Imperador poderá abdicar no dia em que a Lei entrar em vigor

A NHK reportou prazos e detalhes de um projeto de lei para permitir que o Imperador possa abdicar.

Image © (Imperador japoneês Akihito | Reprodução via http://www.irishtimes.com) Imperador poderá abdicar no dia em que a Lei entrar em vigor - Apr/2017

Imperador poderá abdicar no dia em que a Lei entrar em vigor.

A NHK reportou prazos e detalhes de um projeto de lei para permitir que o Imperador possa abdicar.

O governo espera que a Dieta promulgue a lei na atual sessão, programada para terminar em meados de junho. O governo então fixaria a data em que a lei entraria em vigor e o imperador abdicasse.

A abdicação deve ocorrer dentro de 3 anos após a lei ser publicada.

Em agosto passado, o imperador Akihito expressou seu aparente desejo de abdicar, porém, não existe lei para que o Imperador abdique do trono. O Imperador é proibido, pela Constituição, de ter qualquer influência política, porém, é Chefe de Estado do Japão.

É por isso que o projeto de lei pretende alcançar a compreensão e simpatia do povo japonês, de seu aparente desejo.

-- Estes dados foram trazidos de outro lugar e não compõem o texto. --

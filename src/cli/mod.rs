// Copyright (c) 2025 Fabstir
// SPDX-License-Identifier: BUSL-1.1
//! Command-line front ends for the `eocr` and `nsfw-detect` binaries

pub mod nsfw;
pub mod ocr;

pub use nsfw::NsfwArgs;
pub use ocr::OcrArgs;
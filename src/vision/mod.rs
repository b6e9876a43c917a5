// Copyright (c) 2025 Fabstir
// SPDX-License-Identifier: BUSL-1.1
//! Vision processing module for CPU-based image analysis
//!
//! This module provides:
//! - OCR (Optical Character Recognition) via PaddleOCR
//! - Nudity detection via NudeNet
//!
//! Both run through ONNX Runtime on the CPU.

pub mod image_utils;
pub mod nudity;
pub mod ocr;

pub use image_utils::{
    decode_image_bytes, detect_format, load_image, ImageError, ImageInfo,
};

O projeto de lei deve delinear como o Imperador está preocupado de que possa, um dia, não poder cumprir com seus deveres por causa de sua idade avançada.

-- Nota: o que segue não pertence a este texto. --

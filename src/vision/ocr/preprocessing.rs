// Copyright (c) 2025 Fabstir
// SPDX-License-Identifier: BUSL-1.1
//! Image preprocessing for PaddleOCR

use image::imageops::FilterType;
use image::{DynamicImage, GenericImageView, Rgb, RgbImage};
use ndarray::Array4;

use super::model::BoundingBox;

/// Target size for PaddleOCR detection model
pub const OCR_INPUT_SIZE: u32 = 640;

/// Recognition model input height (PP-OCRv5 English model uses 48)
pub const REC_INPUT_HEIGHT: u32 = 48;

/// Maximum width for recognition model input
pub const REC_MAX_WIDTH: u32 = 320;

/// Minimum width accepted by the recognition model
pub const REC_MIN_WIDTH: u32 = 4;

/// Mean values for normalization (ImageNet)
pub const MEAN: [f32; 3] = [0.485, 0.456, 0.406];

/// Std values for normalization (ImageNet)
pub const STD: [f32; 3] = [0.229, 0.224, 0.225];

const PAD_COLOR: Rgb<u8> = Rgb([128, 128, 128]);

/// Letterbox geometry used to map detections back to the source image
#[derive(Debug, Clone, Copy, PartialEq)]
pub struct PreprocessInfo {
    /// Scale factor applied
    pub scale: f32,
    /// X offset from padding
    pub offset_x: u32,
    /// Y offset from padding
    pub offset_y: u32,
    /// Original image width
    pub original_width: u32,
    /// Original image height
    pub original_height: u32,
}

impl PreprocessInfo {
    /// Compute the letterbox for fitting `(width, height)` into a square of `target_size`
    pub fn new(width: u32, height: u32, target_size: u32) -> Self {
        if width == 0 || height == 0 {
            return Self {
                scale: 1.0,
                offset_x: 0,
                offset_y: 0,
                original_width: width,
                original_height: height,
            };
        }

        let scale = (target_size as f32 / width as f32).min(target_size as f32 / height as f32);
        let (new_w, new_h) = scaled_size(width, height, scale);

        Self {
            scale,
            offset_x: target_size.saturating_sub(new_w) / 2,
            offset_y: target_size.saturating_sub(new_h) / 2,
            original_width: width,
            original_height: height,
        }
    }

    /// Map a coordinate from preprocessed space back to original image space
    ///
    /// The result is clamped to the original image bounds.
    pub fn map_to_original(&self, x: f32, y: f32) -> (f32, f32) {
        let orig_x = (x - self.offset_x as f32) / self.scale;
        let orig_y = (y - self.offset_y as f32) / self.scale;
        (
            orig_x.clamp(0.0, self.original_width as f32),
            orig_y.clamp(0.0, self.original_height as f32),
        )
    }

    /// Map a box given in preprocessed space to an integer box in original space
    ///
    /// Returns `None` when the mapped box is empty (e.g. it lies entirely in padding).
    pub fn map_box(&self, x: f32, y: f32, width: f32, height: f32) -> Option<BoundingBox> {
        let (x0, y0) = self.map_to_original(x, y);
        let (x1, y1) = self.map_to_original(x + width, y + height);

        let left = x0.floor() as u32;
        let top = y0.floor() as u32;
        let right = (x1.ceil() as u32).min(self.original_width);
        let bottom = (y1.ceil() as u32).min(self.original_height);

        if right <= left || bottom <= top {
            return None;
        }

        Some(BoundingBox {
            x: left,
            y: top,
            width: right - left,
            height: bottom - top,
        })
    }
}

fn scaled_size(width: u32, height: u32, scale: f32) -> (u32, u32) {
    let new_w = ((width as f32 * scale).round() as u32).max(1);
    let new_h = ((height as f32 * scale).round() as u32).max(1);
    (new_w, new_h)
}

/// Fill an NCHW tensor from an RGB image, normalizing with ImageNet mean/std
fn normalized_tensor(rgb: &RgbImage) -> Array4<f32> {
    let (width, height) = rgb.dimensions();
    Array4::from_shape_fn((1, 3, height as usize, width as usize), |(_, c, y, x)| {
        let value = rgb.get_pixel(x as u32, y as u32)[c] as f32 / 255.0;
        (value - MEAN[c]) / STD[c]
    })
}

/// Resize with aspect ratio preservation and center the result on a gray square
pub fn letterbox(image: &DynamicImage, target_size: u32) -> (RgbImage, PreprocessInfo) {
    let (orig_w, orig_h) = image.dimensions();
    let info = PreprocessInfo::new(orig_w, orig_h, target_size);

    let mut canvas = RgbImage::from_pixel(target_size, target_size, PAD_COLOR);
    if orig_w == 0 || orig_h == 0 {
        return (canvas, info);
    }

    let (new_w, new_h) = scaled_size(orig_w, orig_h, info.scale);
    let resized = image
        .resize_exact(new_w, new_h, FilterType::Lanczos3)
        .to_rgb8();

    image::imageops::replace(
        &mut canvas,
        &resized,
        info.offset_x as i64,
        info.offset_y as i64,
    );

    (canvas, info)
}

/// Preprocess an image for OCR detection
///
/// Letterboxes to `OCR_INPUT_SIZE`, normalizes and returns a `[1, 3, 640, 640]`
/// tensor together with the geometry needed to map boxes back.
pub fn preprocess_for_detection(image: &DynamicImage) -> (Array4<f32>, PreprocessInfo) {
    let (canvas, info) = letterbox(image, OCR_INPUT_SIZE);
    (normalized_tensor(&canvas), info)
}

/// Preprocess a cropped text region for recognition
///
/// Height is fixed at `REC_INPUT_HEIGHT`; width follows the aspect ratio,
/// clamped to `[REC_MIN_WIDTH, REC_MAX_WIDTH]`.
pub fn preprocess_for_recognition(image: &DynamicImage) -> Array4<f32> {
    let (orig_w, orig_h) = image.dimensions();

    let scale = REC_INPUT_HEIGHT as f32 / orig_h.max(1) as f32;
    let new_width = ((orig_w as f32 * scale).round() as u32).clamp(REC_MIN_WIDTH, REC_MAX_WIDTH);

    let resized = image
        .resize_exact(new_width, REC_INPUT_HEIGHT, FilterType::Lanczos3)
        .to_rgb8();

    normalized_tensor(&resized)
}

/// Cut a region out of the original image
pub fn crop_region(image: &DynamicImage, region: &BoundingBox) -> DynamicImage {
    image.crop_imm(region.x, region.y, region.width, region.height)
}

O Imperador tem realizado várias atividades públicas como Chefe de Estado, além dos deveres oficiais estipulados na Constituição.

A lei indicaria que o trono seria ocupado pelo príncipe herdeiro Naruhito, imediatamente depois que o imperador abdicar. O príncipe herdeiro tem exercido funções públicas durante anos.

O governo começou a elaborar o projeto de lei após os partidos políticos chegaram a um consenso de que a legislação deve aplicar-se apenas ao imperador Akihito.

Eles concordaram que em outros casos no futuro, a Dieta deve tomar uma decisão com base na opinião pública.

O governo planeja apresentar o esboço da lei aos partidos políticos até o final deste mês, e espera que a Dieta promulgue até meados de junho.

Em uma pesquisa realizada pela NHK em agosto passado, em cerca de 1.700 pessoas, mais de 80 por cento foram a favor de permitir que o Imperador abdique.